## REQUIREMENT
Needed from the data below: every line from the one with "pub async fn cancel(&mut" up to and including the one with "which covers record", repeated exactly and with nothing else.

Stored data
>>>

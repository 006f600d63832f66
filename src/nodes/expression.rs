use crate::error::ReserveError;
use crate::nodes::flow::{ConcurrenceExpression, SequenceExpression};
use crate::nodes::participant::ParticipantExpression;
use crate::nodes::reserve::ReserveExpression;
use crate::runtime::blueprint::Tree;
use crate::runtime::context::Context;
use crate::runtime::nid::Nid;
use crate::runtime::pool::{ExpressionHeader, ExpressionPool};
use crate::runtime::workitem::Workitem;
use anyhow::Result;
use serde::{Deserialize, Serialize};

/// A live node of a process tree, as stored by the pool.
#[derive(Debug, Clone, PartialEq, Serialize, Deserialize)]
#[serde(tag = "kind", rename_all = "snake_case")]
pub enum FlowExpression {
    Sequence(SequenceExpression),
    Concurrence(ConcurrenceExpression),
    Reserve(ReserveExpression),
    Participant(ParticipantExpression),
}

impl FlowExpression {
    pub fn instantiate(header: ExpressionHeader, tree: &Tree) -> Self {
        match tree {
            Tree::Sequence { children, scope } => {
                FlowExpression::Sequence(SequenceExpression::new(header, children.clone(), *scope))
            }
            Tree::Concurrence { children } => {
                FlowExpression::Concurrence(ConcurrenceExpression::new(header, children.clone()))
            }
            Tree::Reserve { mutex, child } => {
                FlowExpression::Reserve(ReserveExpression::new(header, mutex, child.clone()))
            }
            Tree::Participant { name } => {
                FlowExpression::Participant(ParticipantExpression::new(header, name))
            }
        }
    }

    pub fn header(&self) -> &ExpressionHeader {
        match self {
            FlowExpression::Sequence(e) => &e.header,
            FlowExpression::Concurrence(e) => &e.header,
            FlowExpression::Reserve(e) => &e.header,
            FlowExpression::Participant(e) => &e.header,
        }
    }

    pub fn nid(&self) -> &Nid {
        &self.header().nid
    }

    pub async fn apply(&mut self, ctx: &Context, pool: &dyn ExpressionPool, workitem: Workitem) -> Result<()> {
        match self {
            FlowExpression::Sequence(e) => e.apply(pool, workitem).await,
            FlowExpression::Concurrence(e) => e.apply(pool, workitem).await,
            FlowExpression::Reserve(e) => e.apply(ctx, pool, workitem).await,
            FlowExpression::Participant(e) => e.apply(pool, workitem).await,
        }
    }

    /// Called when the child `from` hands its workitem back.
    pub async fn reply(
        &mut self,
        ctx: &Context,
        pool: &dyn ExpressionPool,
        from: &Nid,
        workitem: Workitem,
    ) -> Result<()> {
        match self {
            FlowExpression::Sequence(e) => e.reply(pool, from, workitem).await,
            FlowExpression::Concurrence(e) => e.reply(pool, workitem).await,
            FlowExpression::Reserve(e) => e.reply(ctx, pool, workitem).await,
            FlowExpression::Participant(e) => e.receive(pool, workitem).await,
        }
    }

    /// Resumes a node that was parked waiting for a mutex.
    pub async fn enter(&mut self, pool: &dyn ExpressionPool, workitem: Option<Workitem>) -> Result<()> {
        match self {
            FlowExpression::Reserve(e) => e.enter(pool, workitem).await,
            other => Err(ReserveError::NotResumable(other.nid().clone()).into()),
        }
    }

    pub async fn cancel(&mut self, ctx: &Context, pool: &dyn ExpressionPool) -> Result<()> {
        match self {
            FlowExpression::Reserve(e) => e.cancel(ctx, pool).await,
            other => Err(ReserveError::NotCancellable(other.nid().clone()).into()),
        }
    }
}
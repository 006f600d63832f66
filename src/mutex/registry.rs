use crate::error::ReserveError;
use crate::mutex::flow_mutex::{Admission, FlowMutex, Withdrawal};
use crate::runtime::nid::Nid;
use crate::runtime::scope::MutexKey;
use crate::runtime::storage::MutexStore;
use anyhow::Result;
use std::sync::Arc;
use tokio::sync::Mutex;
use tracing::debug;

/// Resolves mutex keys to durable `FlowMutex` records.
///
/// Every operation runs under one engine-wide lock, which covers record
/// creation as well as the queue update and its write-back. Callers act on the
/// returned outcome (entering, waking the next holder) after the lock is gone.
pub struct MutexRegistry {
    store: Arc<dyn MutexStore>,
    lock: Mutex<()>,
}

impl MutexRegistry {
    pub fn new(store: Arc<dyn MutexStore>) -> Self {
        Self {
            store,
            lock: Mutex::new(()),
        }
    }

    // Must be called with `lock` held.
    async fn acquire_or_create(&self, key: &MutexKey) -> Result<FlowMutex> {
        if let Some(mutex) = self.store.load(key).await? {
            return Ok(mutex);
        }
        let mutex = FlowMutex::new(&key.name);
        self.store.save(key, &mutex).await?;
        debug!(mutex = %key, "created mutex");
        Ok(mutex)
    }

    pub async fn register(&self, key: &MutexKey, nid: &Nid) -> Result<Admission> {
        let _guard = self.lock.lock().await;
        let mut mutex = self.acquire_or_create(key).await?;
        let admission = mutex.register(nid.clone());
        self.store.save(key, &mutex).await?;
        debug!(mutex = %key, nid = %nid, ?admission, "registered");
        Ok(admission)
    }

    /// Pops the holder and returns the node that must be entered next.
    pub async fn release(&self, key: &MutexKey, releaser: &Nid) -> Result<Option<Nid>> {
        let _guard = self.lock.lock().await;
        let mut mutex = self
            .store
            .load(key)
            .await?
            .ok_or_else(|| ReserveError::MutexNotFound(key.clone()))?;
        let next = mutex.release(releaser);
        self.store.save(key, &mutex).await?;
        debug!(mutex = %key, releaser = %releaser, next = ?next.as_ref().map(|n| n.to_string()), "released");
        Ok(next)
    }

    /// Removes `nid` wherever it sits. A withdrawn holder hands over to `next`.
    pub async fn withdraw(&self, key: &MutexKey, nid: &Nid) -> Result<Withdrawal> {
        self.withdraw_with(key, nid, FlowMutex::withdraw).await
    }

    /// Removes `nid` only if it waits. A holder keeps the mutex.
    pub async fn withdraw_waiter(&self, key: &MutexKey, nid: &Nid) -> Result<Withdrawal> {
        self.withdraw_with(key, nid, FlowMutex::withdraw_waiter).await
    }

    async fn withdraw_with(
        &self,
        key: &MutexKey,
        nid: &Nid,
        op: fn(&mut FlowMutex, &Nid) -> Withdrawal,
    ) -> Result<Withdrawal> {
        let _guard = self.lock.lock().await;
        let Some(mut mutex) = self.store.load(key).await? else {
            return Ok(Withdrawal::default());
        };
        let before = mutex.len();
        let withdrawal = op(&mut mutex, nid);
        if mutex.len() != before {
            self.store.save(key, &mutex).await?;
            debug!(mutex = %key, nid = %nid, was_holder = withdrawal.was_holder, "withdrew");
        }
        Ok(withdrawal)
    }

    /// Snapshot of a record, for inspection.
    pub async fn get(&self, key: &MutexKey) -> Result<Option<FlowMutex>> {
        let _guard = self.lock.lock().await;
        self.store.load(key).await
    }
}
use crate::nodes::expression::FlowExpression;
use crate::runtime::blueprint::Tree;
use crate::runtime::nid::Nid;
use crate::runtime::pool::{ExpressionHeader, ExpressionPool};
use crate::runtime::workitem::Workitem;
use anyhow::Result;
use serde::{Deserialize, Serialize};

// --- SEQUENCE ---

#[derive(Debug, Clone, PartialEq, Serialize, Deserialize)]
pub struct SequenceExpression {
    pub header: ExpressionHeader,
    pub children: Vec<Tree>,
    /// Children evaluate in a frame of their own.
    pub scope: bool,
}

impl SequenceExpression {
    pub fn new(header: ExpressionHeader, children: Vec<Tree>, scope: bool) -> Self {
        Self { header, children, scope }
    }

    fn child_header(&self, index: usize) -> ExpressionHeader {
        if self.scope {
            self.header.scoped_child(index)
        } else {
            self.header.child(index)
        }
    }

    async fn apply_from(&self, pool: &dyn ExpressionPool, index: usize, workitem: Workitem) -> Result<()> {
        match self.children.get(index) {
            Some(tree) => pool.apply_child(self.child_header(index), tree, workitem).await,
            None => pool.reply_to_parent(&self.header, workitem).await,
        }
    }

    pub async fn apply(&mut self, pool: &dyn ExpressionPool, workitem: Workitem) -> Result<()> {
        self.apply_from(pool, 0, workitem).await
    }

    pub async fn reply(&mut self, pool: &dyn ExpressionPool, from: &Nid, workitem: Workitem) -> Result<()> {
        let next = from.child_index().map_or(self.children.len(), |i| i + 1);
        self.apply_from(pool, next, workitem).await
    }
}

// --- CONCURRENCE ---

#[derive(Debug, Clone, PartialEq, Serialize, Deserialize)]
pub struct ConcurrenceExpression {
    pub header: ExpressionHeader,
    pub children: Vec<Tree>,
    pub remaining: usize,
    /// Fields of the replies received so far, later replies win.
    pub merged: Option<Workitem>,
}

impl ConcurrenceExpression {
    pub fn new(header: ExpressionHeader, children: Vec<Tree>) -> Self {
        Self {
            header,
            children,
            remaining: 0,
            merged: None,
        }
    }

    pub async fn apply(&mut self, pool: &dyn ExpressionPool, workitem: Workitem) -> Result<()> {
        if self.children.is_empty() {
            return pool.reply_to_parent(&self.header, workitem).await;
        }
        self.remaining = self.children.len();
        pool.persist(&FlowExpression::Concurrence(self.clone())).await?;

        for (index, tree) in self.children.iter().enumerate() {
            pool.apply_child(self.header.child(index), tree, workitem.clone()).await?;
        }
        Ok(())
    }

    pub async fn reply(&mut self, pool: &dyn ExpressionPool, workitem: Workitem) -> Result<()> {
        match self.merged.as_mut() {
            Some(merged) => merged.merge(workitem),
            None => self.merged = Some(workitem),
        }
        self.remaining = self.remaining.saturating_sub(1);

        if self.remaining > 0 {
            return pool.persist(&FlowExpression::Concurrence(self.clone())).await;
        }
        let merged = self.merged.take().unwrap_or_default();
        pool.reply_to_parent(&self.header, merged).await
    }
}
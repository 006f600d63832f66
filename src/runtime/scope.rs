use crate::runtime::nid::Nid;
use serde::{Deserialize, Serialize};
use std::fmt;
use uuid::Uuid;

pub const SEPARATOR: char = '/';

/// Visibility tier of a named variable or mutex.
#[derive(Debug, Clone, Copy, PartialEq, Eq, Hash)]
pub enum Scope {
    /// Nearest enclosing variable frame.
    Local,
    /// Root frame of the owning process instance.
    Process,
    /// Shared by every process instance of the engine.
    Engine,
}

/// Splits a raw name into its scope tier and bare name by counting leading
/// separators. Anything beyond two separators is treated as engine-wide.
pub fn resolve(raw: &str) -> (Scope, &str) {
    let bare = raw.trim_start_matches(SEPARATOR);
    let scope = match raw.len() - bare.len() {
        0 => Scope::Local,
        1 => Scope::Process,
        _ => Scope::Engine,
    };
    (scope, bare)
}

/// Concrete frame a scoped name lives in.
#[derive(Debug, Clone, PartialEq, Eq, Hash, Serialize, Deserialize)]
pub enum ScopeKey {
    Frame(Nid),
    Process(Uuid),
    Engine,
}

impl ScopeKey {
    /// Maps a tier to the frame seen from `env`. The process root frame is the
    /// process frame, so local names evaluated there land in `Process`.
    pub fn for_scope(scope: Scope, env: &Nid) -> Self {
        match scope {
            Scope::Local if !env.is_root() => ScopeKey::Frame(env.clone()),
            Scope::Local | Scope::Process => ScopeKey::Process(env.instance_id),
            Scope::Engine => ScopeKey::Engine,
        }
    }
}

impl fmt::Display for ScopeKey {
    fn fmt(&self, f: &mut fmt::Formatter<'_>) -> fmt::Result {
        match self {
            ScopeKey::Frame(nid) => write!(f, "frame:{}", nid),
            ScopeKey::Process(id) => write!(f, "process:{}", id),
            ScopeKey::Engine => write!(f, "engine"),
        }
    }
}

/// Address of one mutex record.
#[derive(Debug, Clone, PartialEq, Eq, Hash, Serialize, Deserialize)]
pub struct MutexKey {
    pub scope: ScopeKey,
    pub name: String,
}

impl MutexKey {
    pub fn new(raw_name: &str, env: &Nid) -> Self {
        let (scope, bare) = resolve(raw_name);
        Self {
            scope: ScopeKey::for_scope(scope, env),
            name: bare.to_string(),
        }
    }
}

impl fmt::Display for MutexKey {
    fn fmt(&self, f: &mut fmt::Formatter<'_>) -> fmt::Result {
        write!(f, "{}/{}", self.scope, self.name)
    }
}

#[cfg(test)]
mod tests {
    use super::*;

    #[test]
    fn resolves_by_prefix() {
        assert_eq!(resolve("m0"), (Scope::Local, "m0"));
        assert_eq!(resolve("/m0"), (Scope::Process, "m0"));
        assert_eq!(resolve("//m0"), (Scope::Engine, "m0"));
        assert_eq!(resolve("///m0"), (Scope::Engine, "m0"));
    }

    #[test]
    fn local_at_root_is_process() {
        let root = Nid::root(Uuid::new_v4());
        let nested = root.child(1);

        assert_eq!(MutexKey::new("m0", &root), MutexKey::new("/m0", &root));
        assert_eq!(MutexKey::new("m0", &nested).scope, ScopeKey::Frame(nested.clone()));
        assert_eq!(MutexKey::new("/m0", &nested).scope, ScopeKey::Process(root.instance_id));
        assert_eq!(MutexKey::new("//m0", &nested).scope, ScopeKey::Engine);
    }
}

<<<

## RESULT BELOW
    pub async fn cancel(&mut self, ctx: &Context, pool: &dyn ExpressionPool) -> Result<()> {
        match self {
            FlowExpression::Reserve(e) => e.cancel(ctx, pool).await,
            other => Err(ReserveError::NotCancellable(other.nid().clone()).into()),
        }
    }
}
repository 006f600d63832f66
filename src/mutex/registry.rs
use crate::error::ReserveError;
use crate::mutex::flow_mutex::{Admission, FlowMutex, Withdrawal};
use crate::runtime::nid::Nid;
use crate::runtime::scope::MutexKey;
use crate::runtime::storage::MutexStore;
use anyhow::Result;
use std::sync::Arc;
use tokio::sync::Mutex;
use tracing::debug;

/// Resolves mutex keys to durable `FlowMutex` records.
///
/// Every operation runs under one engine-wide lock, which covers record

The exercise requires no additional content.